> [What to do]
From the listing below, reproduce word for word the part that opens with the line containing "let _ = verifier.sign(&other);" and closes with the line containing "the auth layer."; reproduce nothing else.

------------

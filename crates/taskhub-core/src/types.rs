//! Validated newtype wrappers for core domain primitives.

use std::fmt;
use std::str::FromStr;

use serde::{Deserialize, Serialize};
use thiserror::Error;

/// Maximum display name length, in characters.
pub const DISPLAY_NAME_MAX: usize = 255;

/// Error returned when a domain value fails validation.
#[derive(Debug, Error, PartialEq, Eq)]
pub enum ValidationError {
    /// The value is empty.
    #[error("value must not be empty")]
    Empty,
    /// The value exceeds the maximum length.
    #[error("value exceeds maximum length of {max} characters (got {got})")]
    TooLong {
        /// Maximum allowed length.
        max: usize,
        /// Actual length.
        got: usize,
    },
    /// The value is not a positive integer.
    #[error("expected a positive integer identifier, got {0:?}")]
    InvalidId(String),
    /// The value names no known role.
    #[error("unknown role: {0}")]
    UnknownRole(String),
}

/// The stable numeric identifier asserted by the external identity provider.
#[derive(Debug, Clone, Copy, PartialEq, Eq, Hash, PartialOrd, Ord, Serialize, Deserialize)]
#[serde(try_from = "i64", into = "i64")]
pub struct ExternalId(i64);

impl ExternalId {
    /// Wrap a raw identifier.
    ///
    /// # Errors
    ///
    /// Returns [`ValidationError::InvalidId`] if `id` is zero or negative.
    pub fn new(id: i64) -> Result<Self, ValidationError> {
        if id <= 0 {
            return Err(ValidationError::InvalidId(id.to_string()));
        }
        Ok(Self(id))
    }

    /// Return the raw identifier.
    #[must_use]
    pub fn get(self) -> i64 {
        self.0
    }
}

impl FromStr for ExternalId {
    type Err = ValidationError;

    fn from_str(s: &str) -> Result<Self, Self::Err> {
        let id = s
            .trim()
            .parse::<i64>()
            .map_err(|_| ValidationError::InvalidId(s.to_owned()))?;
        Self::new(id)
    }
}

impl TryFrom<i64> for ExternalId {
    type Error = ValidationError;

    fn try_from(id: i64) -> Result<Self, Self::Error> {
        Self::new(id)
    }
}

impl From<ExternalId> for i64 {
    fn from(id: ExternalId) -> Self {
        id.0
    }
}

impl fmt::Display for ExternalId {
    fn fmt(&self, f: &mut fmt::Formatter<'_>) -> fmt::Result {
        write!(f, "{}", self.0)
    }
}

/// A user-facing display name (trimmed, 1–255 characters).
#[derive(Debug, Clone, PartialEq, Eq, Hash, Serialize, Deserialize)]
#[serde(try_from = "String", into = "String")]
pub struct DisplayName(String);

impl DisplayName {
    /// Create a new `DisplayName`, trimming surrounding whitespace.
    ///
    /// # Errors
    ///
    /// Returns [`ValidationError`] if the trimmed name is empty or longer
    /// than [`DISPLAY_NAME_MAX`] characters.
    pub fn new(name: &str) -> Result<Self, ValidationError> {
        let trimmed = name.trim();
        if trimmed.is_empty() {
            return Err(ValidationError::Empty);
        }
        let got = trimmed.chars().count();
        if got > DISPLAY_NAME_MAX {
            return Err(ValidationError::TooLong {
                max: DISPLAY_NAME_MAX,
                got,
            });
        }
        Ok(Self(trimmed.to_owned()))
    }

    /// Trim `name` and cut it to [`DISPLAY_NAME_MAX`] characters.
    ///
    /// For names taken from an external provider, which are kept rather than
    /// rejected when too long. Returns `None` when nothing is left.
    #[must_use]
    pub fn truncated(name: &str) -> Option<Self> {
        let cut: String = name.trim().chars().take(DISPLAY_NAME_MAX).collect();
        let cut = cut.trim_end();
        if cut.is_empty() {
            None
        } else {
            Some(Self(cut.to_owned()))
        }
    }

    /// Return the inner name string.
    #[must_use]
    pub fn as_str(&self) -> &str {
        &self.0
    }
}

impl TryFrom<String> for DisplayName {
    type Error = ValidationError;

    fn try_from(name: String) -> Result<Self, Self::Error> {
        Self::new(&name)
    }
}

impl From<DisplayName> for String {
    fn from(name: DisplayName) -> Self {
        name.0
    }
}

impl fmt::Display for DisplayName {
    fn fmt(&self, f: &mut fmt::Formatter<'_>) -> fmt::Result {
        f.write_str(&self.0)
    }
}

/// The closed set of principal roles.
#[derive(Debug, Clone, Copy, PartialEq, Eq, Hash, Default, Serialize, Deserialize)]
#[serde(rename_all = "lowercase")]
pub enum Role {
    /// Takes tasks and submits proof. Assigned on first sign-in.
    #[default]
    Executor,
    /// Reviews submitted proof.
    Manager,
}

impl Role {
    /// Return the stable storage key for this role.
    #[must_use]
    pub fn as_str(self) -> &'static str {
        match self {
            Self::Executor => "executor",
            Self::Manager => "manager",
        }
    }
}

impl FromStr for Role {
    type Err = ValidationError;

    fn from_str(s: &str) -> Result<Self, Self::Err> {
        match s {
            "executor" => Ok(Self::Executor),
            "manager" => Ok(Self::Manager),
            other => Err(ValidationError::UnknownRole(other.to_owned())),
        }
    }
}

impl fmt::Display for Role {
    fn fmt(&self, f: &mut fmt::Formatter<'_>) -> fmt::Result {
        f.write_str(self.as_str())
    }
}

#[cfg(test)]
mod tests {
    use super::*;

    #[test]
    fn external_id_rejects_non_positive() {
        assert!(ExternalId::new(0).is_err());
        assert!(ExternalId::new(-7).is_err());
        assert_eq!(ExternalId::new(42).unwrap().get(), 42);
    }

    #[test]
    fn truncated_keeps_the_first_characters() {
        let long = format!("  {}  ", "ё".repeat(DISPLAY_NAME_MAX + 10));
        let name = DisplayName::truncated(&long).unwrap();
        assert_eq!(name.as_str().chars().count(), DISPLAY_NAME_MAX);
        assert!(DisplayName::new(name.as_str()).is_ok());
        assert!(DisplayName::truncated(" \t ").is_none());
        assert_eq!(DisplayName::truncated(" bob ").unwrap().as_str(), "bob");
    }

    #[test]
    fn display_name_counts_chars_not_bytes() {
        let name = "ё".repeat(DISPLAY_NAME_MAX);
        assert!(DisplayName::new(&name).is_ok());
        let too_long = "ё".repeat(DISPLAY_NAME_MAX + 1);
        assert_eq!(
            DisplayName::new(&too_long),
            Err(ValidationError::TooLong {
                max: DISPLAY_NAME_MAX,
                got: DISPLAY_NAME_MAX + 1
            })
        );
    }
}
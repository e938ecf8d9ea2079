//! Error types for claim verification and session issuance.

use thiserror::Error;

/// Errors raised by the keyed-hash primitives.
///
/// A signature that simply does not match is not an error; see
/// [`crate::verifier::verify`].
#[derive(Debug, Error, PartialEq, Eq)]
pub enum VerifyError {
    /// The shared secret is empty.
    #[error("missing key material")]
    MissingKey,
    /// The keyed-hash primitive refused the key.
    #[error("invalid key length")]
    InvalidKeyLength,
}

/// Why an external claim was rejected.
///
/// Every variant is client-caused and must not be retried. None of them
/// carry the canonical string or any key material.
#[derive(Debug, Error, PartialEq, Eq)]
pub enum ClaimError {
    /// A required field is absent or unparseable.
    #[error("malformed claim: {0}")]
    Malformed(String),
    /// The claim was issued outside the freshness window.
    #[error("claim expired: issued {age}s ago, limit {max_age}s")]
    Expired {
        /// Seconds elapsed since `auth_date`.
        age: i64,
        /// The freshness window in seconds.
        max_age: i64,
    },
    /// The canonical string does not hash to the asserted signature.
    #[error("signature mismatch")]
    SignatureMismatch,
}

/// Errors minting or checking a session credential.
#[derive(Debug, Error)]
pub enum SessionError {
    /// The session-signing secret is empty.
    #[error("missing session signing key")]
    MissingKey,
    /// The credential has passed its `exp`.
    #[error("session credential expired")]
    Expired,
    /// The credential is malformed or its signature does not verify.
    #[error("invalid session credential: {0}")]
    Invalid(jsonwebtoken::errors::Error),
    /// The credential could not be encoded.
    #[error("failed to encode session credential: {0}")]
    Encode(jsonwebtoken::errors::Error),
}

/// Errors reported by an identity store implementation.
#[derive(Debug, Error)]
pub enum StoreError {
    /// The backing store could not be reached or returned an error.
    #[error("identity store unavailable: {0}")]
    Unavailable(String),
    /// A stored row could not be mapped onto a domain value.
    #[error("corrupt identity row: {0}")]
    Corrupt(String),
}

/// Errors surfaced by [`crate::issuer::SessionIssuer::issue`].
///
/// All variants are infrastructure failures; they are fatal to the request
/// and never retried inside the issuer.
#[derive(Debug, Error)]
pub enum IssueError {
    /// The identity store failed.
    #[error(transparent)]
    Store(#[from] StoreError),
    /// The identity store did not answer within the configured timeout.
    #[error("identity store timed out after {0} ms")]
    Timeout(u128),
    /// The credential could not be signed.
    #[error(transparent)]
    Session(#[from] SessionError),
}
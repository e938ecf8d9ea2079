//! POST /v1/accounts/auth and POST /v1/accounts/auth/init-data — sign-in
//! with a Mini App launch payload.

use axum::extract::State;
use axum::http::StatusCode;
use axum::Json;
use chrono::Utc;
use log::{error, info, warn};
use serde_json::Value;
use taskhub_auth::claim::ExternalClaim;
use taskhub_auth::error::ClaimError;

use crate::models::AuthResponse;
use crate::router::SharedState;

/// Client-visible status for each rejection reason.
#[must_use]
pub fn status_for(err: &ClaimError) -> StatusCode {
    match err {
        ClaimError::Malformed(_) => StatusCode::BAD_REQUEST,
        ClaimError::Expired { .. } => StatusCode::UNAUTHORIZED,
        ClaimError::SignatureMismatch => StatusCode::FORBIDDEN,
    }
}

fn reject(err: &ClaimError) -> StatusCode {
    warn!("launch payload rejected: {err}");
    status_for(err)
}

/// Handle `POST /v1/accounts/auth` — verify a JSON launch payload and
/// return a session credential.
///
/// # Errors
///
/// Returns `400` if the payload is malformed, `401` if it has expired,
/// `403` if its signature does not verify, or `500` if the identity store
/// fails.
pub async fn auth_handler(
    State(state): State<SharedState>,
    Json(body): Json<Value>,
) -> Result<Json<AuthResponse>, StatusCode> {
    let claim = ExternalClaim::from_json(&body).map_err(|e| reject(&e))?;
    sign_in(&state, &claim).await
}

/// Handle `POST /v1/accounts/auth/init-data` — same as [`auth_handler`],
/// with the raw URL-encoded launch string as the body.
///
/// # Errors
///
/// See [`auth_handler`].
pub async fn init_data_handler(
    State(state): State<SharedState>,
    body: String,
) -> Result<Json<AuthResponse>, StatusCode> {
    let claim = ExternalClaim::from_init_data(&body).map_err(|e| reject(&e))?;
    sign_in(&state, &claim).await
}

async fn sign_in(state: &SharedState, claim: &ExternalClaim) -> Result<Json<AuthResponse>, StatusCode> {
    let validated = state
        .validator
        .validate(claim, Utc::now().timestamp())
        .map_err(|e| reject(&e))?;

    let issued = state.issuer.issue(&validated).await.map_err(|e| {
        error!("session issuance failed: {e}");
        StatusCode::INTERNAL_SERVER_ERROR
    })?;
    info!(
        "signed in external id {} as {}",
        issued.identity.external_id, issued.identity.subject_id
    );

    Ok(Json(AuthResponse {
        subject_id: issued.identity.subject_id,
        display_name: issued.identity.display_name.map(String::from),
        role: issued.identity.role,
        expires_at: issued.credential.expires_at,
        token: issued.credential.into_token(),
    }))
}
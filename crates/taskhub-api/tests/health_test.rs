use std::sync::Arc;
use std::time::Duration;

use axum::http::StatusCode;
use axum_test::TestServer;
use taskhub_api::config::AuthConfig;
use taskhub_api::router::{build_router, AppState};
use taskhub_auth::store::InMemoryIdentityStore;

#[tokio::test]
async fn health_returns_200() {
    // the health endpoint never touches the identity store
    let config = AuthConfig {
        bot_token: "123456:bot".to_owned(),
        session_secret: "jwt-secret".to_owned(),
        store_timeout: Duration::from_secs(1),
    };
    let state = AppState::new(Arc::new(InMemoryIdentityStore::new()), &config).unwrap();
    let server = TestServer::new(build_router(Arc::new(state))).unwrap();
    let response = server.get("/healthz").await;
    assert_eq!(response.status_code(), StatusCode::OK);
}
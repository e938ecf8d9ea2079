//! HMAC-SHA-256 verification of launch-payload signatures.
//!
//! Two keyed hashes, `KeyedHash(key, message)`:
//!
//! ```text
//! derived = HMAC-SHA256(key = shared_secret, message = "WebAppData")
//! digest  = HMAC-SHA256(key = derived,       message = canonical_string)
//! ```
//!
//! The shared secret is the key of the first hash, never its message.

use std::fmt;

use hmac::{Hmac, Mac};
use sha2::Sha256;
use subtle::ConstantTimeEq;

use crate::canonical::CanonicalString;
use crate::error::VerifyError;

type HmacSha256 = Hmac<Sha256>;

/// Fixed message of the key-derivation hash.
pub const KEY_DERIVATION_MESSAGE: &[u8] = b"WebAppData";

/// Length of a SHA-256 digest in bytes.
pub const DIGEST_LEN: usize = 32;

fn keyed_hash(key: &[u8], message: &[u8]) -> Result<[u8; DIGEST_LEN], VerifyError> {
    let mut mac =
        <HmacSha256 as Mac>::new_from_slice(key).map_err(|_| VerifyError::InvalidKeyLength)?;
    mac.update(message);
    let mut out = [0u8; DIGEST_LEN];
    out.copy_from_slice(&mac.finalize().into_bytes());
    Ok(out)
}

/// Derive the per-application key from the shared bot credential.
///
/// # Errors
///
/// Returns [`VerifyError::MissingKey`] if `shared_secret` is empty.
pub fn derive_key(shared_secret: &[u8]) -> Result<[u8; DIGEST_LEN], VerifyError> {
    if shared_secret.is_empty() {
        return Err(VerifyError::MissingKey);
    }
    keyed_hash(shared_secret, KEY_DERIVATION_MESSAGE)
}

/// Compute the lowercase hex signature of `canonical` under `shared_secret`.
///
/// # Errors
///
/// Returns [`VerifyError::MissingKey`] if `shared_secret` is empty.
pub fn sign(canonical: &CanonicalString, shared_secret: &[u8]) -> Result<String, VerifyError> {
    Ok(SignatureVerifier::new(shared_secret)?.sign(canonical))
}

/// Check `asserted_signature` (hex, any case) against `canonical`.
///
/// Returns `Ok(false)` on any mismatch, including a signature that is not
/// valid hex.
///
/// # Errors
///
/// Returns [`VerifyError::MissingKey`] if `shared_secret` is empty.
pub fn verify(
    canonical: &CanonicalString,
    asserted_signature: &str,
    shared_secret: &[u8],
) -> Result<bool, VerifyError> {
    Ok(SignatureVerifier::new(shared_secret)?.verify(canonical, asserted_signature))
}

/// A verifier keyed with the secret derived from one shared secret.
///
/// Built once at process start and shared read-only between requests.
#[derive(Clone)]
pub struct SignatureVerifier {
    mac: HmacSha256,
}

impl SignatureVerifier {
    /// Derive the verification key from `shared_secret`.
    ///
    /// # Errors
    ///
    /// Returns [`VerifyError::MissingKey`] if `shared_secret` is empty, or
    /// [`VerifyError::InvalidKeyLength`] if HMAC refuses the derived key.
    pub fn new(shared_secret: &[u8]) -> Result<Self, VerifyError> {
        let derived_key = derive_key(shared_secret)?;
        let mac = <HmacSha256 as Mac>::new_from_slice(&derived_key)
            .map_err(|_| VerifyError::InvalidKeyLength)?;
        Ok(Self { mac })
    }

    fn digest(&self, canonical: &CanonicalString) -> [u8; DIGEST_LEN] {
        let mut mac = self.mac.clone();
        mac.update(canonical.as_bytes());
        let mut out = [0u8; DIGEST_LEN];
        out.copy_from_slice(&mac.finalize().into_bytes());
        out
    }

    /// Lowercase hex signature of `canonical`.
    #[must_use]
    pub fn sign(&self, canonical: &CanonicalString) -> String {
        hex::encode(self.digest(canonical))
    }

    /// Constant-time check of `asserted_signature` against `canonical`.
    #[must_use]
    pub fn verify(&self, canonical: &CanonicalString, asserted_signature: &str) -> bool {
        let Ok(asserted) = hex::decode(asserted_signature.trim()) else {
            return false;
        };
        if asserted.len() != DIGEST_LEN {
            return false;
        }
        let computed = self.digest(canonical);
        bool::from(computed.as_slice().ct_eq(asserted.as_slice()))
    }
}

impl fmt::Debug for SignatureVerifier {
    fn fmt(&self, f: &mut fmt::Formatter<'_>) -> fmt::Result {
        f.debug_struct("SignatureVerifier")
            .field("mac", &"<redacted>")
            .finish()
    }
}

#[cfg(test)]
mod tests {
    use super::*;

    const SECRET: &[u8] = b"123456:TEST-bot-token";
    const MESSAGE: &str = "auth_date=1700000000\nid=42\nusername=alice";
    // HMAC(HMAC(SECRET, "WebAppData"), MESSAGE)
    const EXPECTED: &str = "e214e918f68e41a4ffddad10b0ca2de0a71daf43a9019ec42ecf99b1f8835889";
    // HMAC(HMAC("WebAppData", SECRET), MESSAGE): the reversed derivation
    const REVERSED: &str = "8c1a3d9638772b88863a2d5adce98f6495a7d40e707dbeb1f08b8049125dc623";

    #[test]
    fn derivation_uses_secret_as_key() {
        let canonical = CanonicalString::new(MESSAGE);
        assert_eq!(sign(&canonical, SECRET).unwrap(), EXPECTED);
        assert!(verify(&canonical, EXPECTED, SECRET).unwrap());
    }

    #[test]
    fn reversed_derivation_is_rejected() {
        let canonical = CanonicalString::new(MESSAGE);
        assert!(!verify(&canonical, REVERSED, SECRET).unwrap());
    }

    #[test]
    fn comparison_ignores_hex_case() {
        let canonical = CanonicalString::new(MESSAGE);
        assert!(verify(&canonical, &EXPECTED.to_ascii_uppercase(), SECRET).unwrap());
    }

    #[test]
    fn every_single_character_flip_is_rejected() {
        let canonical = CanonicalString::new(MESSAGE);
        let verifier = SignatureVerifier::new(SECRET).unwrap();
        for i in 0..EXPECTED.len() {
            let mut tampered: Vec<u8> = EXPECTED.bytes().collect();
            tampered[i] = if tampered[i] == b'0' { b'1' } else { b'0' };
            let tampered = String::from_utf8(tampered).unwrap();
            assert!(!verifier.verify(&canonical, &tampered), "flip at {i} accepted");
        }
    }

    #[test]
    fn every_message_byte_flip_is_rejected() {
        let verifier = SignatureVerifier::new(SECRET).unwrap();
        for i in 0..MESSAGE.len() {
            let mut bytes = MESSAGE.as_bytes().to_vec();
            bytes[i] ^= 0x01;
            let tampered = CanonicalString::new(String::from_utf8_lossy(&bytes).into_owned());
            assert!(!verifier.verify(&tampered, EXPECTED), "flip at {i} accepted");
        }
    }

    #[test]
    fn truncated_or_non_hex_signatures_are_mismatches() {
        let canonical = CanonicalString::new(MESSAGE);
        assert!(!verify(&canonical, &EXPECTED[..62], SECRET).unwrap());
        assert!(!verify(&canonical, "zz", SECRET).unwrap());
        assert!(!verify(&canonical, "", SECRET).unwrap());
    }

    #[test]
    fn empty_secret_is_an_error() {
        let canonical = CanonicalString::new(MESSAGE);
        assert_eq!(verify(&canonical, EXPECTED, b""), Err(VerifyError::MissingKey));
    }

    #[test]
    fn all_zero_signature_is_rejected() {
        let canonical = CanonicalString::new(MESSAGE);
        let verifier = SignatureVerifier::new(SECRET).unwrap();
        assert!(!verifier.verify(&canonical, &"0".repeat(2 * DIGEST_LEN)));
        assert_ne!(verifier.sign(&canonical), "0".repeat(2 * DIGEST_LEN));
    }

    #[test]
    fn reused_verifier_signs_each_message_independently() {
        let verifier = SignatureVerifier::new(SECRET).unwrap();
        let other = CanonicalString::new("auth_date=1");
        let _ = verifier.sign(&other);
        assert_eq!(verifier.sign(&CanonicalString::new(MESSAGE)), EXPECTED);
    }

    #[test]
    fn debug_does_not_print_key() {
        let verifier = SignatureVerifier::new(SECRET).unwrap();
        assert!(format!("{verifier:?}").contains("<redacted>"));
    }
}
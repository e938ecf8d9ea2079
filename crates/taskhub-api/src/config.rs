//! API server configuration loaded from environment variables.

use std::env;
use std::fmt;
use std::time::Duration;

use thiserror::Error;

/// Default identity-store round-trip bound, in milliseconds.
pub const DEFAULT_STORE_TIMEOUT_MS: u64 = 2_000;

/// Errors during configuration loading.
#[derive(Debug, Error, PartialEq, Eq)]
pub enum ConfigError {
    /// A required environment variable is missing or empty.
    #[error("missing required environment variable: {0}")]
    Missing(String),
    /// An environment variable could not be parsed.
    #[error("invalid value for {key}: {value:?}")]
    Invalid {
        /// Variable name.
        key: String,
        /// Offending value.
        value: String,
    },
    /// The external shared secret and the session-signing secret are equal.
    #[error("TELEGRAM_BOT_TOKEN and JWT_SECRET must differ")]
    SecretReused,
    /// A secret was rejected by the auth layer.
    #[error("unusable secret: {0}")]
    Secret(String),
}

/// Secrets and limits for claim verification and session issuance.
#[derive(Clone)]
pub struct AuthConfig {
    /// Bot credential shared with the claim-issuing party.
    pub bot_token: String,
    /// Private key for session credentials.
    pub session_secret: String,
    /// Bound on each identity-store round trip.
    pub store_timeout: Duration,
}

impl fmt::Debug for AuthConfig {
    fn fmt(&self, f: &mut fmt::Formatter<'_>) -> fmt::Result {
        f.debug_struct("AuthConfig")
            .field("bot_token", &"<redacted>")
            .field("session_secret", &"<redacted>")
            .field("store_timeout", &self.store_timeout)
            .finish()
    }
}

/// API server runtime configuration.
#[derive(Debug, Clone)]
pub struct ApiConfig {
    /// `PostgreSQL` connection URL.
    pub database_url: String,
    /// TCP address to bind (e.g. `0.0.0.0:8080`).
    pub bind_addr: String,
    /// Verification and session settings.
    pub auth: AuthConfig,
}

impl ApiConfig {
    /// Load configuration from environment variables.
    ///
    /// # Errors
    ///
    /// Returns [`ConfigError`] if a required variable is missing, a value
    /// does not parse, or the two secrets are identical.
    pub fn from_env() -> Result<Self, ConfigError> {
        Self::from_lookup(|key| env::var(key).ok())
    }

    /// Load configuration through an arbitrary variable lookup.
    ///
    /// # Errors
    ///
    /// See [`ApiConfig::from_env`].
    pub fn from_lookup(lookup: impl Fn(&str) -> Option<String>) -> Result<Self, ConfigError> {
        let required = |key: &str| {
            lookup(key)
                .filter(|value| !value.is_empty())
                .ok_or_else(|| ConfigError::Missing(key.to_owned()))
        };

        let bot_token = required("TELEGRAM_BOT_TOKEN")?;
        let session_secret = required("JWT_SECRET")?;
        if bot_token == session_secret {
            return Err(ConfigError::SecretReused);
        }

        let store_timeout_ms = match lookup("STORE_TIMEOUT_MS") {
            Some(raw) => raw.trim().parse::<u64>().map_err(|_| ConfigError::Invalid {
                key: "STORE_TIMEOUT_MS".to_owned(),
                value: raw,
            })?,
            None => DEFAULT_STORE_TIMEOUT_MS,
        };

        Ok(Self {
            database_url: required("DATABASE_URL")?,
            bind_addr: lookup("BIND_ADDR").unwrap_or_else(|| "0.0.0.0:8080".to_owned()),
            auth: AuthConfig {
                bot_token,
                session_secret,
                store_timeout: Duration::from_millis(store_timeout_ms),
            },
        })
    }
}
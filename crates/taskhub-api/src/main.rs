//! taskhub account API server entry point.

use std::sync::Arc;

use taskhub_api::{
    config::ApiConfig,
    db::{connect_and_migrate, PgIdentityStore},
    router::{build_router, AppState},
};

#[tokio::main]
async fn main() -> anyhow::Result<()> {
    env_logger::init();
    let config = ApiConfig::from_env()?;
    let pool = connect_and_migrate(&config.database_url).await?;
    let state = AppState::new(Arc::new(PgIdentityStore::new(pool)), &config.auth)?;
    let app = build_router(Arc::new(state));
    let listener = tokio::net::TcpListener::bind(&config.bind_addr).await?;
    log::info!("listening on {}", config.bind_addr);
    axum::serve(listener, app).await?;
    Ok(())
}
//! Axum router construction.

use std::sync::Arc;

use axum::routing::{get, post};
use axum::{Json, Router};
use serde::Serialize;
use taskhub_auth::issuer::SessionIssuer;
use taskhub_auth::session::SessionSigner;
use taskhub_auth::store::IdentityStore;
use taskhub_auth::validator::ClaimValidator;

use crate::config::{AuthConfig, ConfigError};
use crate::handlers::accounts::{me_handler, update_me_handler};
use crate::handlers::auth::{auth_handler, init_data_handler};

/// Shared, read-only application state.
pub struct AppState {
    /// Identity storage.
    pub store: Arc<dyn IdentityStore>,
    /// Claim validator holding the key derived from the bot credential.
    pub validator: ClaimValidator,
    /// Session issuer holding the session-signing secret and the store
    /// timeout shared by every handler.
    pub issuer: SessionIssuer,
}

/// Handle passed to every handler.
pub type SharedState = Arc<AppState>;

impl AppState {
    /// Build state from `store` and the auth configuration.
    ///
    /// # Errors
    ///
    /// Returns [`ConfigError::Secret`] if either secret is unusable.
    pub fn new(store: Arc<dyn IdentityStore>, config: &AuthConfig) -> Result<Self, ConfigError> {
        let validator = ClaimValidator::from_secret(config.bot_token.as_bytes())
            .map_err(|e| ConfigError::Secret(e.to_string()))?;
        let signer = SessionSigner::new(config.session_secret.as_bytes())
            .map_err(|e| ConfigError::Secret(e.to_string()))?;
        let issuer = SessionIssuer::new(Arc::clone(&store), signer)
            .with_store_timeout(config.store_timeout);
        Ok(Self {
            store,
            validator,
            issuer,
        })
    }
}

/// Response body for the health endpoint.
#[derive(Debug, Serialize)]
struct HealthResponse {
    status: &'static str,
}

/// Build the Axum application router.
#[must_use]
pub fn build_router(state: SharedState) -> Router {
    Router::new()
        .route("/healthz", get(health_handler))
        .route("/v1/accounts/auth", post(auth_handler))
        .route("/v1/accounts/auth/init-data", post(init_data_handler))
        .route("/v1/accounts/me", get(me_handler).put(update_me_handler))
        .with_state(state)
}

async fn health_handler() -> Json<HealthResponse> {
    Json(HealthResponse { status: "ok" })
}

------------

> [Answer space]
        let _ = verifier.sign(&other);
        assert_eq!(verifier.sign(&CanonicalString::new(MESSAGE)), EXPECTED);
    }

    #[test]
    fn debug_does_not_print_key() {
        let verifier = SignatureVerifier::new(SECRET).unwrap();
        assert!(format!("{verifier:?}").contains("<redacted>"));
    }
}
repository e938ecf8d9ea2079
filename crates/taskhub-api/src/config.rs
//! API server configuration loaded from environment variables.

use std::env;
use std::fmt;
use std::time::Duration;

use thiserror::Error;

/// Default identity-store round-trip bound, in milliseconds.
pub const DEFAULT_STORE_TIMEOUT_MS: u64 = 2_000;

/// Errors during configuration loading.
#[derive(Debug, Error, PartialEq, Eq)]
pub enum ConfigError {
    /// A required environment variable is missing or empty.
    #[error("missing required environment variable: {0}")]
    Missing(String),
    /// An environment variable could not be parsed.
    #[error("invalid value for {key}: {value:?}")]
    Invalid {
        /// Variable name.
        key: String,
        /// Offending value.
        value: String,
    },
    /// The external shared secret and the session-signing secret are equal.
    #[error("TELEGRAM_BOT_TOKEN and JWT_SECRET must differ")]
    SecretReused,
    /// A secret was rejected by the auth layer.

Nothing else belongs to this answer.